# Exercise description
From the records below, count the lines holding the string "show". Only the number is wanted.
-------- Source material
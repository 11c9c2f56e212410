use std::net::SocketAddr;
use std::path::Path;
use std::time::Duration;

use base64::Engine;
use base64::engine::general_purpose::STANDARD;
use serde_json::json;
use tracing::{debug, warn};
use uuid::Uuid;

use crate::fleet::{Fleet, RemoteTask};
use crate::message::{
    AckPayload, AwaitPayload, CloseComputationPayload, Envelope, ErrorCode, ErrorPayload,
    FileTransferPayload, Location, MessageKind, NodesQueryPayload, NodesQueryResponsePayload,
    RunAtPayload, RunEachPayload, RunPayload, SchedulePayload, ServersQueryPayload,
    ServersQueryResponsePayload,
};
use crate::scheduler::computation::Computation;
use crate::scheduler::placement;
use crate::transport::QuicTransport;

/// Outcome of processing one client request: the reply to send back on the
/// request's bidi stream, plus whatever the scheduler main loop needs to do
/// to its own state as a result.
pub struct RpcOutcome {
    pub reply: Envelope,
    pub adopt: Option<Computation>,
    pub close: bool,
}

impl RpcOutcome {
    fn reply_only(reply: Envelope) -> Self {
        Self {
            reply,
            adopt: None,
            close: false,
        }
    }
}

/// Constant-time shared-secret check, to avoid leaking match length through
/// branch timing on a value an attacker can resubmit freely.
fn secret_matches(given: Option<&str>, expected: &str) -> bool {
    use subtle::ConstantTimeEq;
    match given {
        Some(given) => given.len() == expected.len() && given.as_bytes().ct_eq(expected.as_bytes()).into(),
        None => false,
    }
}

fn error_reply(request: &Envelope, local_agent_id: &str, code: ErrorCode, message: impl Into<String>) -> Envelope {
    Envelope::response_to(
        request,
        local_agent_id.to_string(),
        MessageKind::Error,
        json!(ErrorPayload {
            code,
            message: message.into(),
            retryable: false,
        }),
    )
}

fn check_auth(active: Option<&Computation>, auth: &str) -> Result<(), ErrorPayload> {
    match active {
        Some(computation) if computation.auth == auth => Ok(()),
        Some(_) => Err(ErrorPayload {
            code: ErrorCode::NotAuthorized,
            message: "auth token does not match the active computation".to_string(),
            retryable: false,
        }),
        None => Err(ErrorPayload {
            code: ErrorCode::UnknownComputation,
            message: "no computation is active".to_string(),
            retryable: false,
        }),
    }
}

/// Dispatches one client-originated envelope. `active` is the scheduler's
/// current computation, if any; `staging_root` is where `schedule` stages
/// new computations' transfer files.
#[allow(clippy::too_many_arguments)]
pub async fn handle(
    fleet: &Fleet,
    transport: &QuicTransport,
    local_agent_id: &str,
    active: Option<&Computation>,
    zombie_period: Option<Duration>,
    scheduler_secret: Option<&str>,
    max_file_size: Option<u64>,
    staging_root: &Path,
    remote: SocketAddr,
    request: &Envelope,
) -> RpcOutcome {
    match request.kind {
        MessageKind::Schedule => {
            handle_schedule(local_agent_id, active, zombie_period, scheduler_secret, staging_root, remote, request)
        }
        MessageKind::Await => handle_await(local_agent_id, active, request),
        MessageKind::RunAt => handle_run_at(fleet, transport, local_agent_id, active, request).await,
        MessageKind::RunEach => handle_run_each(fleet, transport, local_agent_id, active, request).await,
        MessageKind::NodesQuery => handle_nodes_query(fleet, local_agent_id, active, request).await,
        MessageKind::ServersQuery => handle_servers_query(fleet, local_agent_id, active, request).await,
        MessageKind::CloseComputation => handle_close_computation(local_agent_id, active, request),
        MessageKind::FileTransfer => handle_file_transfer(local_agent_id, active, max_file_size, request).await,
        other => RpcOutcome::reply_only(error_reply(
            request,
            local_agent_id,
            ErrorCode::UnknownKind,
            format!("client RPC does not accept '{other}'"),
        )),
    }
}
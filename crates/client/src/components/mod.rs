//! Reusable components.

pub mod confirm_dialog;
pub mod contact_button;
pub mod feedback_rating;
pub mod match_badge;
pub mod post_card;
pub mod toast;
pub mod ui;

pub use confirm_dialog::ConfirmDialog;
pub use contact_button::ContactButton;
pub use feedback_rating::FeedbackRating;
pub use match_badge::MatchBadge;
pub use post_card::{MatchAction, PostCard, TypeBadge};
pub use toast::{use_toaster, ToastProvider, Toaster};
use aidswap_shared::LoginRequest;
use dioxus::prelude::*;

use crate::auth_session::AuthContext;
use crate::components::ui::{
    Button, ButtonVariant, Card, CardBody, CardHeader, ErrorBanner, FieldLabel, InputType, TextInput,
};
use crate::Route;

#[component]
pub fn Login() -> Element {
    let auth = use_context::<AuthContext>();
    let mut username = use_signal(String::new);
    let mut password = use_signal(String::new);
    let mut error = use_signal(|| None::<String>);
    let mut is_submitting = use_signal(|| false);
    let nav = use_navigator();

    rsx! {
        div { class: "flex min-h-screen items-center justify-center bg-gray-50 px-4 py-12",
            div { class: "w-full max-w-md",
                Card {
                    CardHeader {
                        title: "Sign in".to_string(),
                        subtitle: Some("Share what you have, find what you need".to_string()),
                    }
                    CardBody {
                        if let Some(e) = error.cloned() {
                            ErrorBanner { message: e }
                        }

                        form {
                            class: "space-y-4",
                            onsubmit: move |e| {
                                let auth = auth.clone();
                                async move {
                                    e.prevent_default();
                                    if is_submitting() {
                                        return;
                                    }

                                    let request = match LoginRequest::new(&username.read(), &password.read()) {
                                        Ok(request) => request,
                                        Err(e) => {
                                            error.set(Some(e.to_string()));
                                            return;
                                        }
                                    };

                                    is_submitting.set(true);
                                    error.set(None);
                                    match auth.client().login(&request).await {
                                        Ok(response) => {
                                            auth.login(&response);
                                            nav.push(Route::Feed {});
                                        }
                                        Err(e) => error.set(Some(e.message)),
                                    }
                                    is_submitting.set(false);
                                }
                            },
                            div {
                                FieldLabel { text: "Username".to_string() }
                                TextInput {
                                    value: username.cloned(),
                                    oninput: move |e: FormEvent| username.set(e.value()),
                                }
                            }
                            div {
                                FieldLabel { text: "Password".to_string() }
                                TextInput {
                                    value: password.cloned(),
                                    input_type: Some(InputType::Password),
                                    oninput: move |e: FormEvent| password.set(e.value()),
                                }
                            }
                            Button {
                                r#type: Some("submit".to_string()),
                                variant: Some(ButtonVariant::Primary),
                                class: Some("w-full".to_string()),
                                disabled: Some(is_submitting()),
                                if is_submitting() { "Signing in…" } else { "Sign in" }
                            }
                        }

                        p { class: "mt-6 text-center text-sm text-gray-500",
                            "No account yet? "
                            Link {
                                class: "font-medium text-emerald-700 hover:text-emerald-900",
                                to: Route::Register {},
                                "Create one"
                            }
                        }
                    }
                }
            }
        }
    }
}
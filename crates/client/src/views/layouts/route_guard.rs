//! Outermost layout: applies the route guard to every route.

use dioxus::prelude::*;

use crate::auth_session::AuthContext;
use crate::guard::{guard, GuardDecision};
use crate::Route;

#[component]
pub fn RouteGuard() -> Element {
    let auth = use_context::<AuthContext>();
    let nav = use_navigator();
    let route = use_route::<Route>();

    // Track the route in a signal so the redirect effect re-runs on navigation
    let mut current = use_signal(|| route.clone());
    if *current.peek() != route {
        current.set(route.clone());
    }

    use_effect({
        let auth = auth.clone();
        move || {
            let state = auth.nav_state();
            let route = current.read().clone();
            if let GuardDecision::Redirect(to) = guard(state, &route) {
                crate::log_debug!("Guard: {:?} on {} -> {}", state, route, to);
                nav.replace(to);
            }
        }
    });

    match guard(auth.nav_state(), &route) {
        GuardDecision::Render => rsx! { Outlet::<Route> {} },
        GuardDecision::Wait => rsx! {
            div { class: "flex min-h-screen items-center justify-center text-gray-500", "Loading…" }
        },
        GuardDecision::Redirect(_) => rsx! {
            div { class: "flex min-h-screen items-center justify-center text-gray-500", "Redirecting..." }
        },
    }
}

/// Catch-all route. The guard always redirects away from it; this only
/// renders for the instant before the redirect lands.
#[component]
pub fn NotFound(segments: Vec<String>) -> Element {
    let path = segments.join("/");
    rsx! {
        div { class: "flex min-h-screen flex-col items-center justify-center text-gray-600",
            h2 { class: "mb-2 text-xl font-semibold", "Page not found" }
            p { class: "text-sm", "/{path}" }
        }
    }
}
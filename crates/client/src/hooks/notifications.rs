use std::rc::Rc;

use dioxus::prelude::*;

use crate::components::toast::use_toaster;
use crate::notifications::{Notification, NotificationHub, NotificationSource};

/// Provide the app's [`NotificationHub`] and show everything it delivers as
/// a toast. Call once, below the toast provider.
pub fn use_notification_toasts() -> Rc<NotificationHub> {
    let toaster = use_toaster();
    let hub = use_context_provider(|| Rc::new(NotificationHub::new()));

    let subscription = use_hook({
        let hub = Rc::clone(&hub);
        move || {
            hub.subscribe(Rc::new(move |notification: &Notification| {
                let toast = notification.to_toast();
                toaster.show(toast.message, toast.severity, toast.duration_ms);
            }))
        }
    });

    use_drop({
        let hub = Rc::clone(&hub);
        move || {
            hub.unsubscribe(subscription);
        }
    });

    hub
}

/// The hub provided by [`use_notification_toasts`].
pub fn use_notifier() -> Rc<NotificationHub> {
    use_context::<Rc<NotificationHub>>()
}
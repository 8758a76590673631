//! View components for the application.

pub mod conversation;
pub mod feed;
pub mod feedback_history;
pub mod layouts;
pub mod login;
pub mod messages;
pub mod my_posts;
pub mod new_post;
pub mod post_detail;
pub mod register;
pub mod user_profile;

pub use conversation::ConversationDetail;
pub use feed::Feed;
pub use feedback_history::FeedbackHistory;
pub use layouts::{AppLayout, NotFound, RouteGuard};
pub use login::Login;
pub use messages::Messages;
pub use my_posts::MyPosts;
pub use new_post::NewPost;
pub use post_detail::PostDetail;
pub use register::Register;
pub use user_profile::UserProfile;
----------------
# Result below
2